What you need to do
The required result is a line count: how many lines in this data hold the word "está". Give only that.

Given data

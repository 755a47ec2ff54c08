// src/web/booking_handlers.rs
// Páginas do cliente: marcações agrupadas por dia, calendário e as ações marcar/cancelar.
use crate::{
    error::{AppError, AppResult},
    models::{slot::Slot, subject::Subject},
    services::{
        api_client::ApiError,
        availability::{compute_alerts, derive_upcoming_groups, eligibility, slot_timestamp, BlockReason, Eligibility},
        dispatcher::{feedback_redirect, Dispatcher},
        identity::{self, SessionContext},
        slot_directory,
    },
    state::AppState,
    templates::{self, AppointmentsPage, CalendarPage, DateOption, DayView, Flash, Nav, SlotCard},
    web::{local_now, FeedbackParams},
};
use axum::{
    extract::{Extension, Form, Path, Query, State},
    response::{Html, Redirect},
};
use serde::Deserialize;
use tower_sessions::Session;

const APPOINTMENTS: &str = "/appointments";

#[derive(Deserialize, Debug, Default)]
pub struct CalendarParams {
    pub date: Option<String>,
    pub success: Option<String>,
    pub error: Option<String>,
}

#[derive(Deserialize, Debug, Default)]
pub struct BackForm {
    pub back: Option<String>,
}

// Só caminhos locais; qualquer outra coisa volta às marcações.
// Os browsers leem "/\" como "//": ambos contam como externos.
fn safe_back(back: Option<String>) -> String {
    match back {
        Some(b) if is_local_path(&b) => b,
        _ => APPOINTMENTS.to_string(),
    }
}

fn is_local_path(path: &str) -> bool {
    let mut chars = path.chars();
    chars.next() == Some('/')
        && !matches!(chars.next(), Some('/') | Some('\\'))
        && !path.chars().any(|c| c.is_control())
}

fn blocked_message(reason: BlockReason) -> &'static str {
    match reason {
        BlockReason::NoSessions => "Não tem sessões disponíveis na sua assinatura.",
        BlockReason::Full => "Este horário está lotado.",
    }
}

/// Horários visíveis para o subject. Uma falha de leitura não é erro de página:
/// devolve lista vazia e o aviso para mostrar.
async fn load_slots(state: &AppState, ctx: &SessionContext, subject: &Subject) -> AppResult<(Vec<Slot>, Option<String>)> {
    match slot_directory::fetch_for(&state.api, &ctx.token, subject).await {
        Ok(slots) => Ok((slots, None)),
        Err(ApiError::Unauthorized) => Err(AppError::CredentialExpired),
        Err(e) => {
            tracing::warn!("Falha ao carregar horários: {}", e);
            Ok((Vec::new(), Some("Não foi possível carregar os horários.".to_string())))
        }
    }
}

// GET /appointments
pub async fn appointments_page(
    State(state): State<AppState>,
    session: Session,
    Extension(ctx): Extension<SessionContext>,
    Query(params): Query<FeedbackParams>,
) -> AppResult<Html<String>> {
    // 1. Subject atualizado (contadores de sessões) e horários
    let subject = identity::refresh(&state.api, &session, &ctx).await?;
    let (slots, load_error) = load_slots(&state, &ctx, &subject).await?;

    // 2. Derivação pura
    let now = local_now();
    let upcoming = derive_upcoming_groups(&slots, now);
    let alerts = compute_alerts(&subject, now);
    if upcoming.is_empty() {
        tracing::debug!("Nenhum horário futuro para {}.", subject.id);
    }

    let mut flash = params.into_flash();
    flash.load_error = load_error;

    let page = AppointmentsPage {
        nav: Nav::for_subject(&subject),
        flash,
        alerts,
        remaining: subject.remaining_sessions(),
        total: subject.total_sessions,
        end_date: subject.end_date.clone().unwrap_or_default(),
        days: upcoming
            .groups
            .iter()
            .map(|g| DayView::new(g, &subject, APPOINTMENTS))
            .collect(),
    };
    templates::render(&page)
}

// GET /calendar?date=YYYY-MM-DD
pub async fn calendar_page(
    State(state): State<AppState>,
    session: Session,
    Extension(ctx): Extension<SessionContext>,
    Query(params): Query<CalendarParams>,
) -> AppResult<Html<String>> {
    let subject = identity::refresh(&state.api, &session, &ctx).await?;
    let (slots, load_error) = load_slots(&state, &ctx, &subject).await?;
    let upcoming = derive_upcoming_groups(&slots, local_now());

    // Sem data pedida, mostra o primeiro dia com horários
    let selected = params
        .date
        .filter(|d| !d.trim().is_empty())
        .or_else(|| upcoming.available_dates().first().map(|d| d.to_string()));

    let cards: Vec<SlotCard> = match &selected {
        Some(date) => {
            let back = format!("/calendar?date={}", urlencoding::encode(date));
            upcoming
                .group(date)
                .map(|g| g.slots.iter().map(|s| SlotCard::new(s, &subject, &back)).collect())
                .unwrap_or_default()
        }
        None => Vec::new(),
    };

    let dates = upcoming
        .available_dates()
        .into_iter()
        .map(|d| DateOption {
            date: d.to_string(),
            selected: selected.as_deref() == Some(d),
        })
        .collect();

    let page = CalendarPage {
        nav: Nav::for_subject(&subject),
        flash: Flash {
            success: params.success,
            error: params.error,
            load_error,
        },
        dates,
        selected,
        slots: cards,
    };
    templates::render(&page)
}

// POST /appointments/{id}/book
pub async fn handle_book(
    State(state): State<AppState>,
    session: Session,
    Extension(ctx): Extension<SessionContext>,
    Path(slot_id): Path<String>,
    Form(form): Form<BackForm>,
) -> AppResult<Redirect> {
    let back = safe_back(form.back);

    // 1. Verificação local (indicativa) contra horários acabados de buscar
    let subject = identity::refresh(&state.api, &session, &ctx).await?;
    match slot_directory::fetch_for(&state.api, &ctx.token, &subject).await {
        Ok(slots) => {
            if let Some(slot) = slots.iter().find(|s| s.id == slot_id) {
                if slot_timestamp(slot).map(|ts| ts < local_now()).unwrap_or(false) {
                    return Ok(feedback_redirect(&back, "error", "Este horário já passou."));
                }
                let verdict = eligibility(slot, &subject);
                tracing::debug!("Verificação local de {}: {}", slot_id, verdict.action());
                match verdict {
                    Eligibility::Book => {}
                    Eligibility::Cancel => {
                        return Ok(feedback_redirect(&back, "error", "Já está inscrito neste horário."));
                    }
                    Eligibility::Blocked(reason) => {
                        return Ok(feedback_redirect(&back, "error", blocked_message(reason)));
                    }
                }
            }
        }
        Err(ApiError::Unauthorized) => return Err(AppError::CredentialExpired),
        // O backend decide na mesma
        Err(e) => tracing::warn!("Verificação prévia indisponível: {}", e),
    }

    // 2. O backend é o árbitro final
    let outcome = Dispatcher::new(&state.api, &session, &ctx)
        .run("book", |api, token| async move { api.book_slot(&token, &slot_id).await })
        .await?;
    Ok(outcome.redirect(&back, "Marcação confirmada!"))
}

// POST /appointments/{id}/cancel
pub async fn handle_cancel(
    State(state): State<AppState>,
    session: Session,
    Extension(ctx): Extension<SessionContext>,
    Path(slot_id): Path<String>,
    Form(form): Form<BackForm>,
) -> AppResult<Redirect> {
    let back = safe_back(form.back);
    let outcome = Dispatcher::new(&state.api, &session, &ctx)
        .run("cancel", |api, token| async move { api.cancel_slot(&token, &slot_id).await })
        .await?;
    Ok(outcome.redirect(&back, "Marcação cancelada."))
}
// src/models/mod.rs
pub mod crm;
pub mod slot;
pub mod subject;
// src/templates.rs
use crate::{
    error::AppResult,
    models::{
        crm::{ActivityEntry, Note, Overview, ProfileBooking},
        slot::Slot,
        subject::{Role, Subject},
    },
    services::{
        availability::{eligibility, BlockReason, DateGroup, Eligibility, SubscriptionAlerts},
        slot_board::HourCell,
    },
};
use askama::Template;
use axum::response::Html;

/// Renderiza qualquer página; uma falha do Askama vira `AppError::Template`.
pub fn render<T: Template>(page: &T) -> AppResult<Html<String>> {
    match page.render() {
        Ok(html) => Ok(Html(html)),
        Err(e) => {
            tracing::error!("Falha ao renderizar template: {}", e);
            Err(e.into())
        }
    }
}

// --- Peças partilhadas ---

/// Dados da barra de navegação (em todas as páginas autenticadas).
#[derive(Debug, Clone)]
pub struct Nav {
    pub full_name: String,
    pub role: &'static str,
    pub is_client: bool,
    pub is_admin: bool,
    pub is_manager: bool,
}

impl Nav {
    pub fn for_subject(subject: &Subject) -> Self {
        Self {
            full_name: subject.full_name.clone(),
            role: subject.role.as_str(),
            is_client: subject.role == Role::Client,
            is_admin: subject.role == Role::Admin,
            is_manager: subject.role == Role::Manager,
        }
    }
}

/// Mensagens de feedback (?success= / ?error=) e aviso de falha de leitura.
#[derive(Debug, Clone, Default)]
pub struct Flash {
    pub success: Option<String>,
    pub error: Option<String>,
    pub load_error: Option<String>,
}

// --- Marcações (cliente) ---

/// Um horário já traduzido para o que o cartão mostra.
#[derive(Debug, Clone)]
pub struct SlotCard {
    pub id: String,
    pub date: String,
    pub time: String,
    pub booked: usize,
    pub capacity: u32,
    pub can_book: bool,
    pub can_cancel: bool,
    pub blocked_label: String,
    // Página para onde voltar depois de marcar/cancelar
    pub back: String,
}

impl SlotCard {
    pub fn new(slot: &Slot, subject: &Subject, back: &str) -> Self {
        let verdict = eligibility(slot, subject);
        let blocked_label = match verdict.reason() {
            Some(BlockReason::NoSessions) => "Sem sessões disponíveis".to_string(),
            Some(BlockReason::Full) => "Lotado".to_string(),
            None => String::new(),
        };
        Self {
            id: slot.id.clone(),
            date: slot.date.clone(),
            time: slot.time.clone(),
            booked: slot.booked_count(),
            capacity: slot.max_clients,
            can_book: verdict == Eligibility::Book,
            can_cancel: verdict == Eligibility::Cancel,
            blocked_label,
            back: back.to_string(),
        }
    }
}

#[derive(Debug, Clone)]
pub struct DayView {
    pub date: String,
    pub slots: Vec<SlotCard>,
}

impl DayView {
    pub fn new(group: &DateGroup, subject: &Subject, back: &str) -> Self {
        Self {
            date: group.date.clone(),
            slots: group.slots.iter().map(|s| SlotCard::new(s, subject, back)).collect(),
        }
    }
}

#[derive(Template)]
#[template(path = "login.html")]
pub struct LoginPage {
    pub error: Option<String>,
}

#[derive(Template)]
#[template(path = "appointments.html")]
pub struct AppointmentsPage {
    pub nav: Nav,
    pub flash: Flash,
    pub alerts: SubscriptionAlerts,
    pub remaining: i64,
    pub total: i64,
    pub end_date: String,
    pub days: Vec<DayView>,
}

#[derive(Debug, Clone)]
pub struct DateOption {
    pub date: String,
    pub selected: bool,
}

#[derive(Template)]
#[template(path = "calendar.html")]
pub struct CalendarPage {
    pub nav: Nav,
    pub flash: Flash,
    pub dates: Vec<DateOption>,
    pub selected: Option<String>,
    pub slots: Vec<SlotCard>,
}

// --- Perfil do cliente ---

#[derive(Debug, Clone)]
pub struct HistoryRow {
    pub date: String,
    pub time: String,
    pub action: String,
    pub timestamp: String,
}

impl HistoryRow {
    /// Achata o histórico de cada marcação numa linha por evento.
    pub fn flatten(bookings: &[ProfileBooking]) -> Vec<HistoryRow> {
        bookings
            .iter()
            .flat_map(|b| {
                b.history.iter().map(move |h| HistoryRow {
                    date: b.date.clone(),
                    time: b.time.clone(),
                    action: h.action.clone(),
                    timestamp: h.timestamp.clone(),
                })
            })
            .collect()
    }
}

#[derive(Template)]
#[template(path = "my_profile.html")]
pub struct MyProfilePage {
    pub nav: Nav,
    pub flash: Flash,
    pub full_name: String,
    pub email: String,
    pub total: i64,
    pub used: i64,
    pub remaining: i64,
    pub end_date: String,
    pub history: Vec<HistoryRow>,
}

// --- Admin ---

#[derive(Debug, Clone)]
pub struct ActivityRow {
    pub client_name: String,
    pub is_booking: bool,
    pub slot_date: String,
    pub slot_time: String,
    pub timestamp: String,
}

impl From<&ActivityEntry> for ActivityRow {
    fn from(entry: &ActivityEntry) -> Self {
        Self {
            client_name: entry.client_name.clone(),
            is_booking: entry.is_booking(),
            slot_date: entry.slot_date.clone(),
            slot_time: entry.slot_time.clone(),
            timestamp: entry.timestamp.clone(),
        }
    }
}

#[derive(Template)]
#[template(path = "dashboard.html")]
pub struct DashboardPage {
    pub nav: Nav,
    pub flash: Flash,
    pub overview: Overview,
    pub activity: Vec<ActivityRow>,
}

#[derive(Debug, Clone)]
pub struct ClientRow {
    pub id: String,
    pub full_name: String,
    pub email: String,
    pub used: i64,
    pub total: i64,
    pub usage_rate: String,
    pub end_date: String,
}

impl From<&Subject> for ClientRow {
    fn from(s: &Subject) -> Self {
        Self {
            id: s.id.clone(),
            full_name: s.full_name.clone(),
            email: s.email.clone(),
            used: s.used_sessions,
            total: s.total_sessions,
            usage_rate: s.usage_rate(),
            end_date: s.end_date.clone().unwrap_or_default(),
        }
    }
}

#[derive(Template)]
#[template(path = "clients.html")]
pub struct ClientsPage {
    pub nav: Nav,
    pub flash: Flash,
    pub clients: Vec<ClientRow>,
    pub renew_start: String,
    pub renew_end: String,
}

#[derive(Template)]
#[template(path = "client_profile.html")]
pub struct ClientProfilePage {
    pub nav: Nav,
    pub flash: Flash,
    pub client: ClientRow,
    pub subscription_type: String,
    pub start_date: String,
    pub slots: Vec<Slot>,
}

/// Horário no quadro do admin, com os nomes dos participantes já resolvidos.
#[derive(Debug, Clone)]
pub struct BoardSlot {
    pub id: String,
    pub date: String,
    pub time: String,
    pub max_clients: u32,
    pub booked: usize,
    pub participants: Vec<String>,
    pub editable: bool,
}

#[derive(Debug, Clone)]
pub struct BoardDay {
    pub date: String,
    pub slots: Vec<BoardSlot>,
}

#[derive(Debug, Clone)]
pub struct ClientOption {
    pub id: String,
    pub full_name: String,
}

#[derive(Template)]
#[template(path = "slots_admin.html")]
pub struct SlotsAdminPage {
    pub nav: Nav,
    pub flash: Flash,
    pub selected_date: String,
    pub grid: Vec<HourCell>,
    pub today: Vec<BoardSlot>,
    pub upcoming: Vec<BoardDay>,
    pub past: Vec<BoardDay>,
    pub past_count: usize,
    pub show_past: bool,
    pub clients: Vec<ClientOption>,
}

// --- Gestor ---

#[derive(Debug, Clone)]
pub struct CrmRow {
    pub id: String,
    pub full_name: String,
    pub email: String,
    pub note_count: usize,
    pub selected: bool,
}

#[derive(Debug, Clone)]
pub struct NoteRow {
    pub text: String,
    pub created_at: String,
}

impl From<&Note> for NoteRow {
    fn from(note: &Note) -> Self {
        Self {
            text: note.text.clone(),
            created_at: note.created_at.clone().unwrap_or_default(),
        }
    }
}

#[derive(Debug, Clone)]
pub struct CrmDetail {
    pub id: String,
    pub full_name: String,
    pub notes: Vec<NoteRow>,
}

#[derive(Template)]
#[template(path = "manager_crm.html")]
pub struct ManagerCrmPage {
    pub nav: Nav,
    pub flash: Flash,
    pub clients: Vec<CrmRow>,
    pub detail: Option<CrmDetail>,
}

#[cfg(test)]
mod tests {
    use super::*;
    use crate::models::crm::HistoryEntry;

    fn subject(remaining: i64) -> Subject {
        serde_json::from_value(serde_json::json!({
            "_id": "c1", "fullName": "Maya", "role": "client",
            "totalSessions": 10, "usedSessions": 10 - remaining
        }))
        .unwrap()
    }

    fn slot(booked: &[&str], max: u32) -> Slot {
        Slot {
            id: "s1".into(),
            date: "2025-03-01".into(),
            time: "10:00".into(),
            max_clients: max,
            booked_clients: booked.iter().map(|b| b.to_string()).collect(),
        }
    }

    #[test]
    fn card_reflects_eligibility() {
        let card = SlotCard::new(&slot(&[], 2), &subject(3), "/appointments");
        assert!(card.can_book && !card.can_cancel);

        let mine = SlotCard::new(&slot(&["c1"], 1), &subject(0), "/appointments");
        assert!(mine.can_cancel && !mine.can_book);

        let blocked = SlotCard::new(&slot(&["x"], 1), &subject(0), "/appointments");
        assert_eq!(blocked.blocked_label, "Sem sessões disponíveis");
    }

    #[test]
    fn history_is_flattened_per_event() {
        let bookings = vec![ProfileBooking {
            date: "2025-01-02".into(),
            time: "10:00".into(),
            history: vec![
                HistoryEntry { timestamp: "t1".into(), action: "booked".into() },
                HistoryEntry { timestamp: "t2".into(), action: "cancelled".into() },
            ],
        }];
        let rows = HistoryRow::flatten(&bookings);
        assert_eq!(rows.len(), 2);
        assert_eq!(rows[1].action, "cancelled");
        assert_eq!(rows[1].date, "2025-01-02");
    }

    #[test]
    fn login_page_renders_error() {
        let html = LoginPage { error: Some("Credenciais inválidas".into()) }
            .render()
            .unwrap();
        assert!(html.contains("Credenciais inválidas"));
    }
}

Response area
2